What to do: Show every line in the material below in which the string "PlanetResult" appears.

--------------------------------------------------

use crate::foundation::error::{PlanetError, PlanetResult};

/// Straight (non-premultiplied) RGBA color on the 16-bit scale `0..=65535`.
#[derive(Clone, Copy, Debug, Default, PartialEq, Eq, Hash, serde::Serialize, serde::Deserialize)]
pub struct Rgba16 {
    /// Red channel.
    pub r: u16,
    /// Green channel.
    pub g: u16,
    /// Blue channel.
    pub b: u16,
    /// Alpha channel.
    pub a: u16,
}

impl Rgba16 {
    /// Full-scale channel value.
    pub const MAX: u16 = u16::MAX;

    /// Build a color from its four channels.
    pub const fn new(r: u16, g: u16, b: u16, a: u16) -> Self {
        Self { r, g, b, a }
    }

    /// Fully opaque color.
    pub const fn opaque(r: u16, g: u16, b: u16) -> Self {
        Self::new(r, g, b, Self::MAX)
    }

    /// All channels zero.
    pub const fn transparent() -> Self {
        Self::new(0, 0, 0, 0)
    }

    /// Widen an 8-bit color the way decoders do (`v * 257`).
    pub fn from_rgba8(px: [u8; 4]) -> Self {
        Self::new(
            u16::from(px[0]) * 257,
            u16::from(px[1]) * 257,
            u16::from(px[2]) * 257,
            u16::from(px[3]) * 257,
        )
    }

    /// Channels in `[r, g, b, a]` order.
    pub fn to_array(self) -> [u16; 4] {
        [self.r, self.g, self.b, self.a]
    }

    /// Inverse of [`Rgba16::to_array`].
    pub fn from_array(c: [u16; 4]) -> Self {
        Self::new(c[0], c[1], c[2], c[3])
    }
}

impl From<image::Rgba<u16>> for Rgba16 {
    fn from(px: image::Rgba<u16>) -> Self {
        Self::from_array(px.0)
    }
}

impl From<Rgba16> for image::Rgba<u16> {
    fn from(c: Rgba16) -> Self {
        image::Rgba(c.to_array())
    }
}

/// Destination canvas size in pixels.
#[derive(Clone, Copy, Debug, PartialEq, Eq, serde::Serialize, serde::Deserialize)]
pub struct Canvas {
    /// Width in pixels.
    pub width: u32,
    /// Height in pixels.
    pub height: u32,
}

impl Canvas {
    /// Build a canvas, rejecting empty dimensions.
    pub fn new(width: u32, height: u32) -> PlanetResult<Self> {
        if width == 0 || height == 0 {
            return Err(PlanetError::validation("canvas dimensions must be > 0"));
        }
        Ok(Self { width, height })
    }

    /// Number of pixels covered by the canvas.
    pub fn area(self) -> usize {
        self.width as usize * self.height as usize
    }
}

impl Default for Canvas {
    fn default() -> Self {
        Self {
            width: 800,
            height: 800,
        }
    }
}

#[cfg(test)]
#[path = "../../tests/unit/foundation/core.rs"]
mod tests;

--------------------------------------------------

Your response:
use crate::foundation::error::{PlanetError, PlanetResult};
    pub fn new(width: u32, height: u32) -> PlanetResult<Self> {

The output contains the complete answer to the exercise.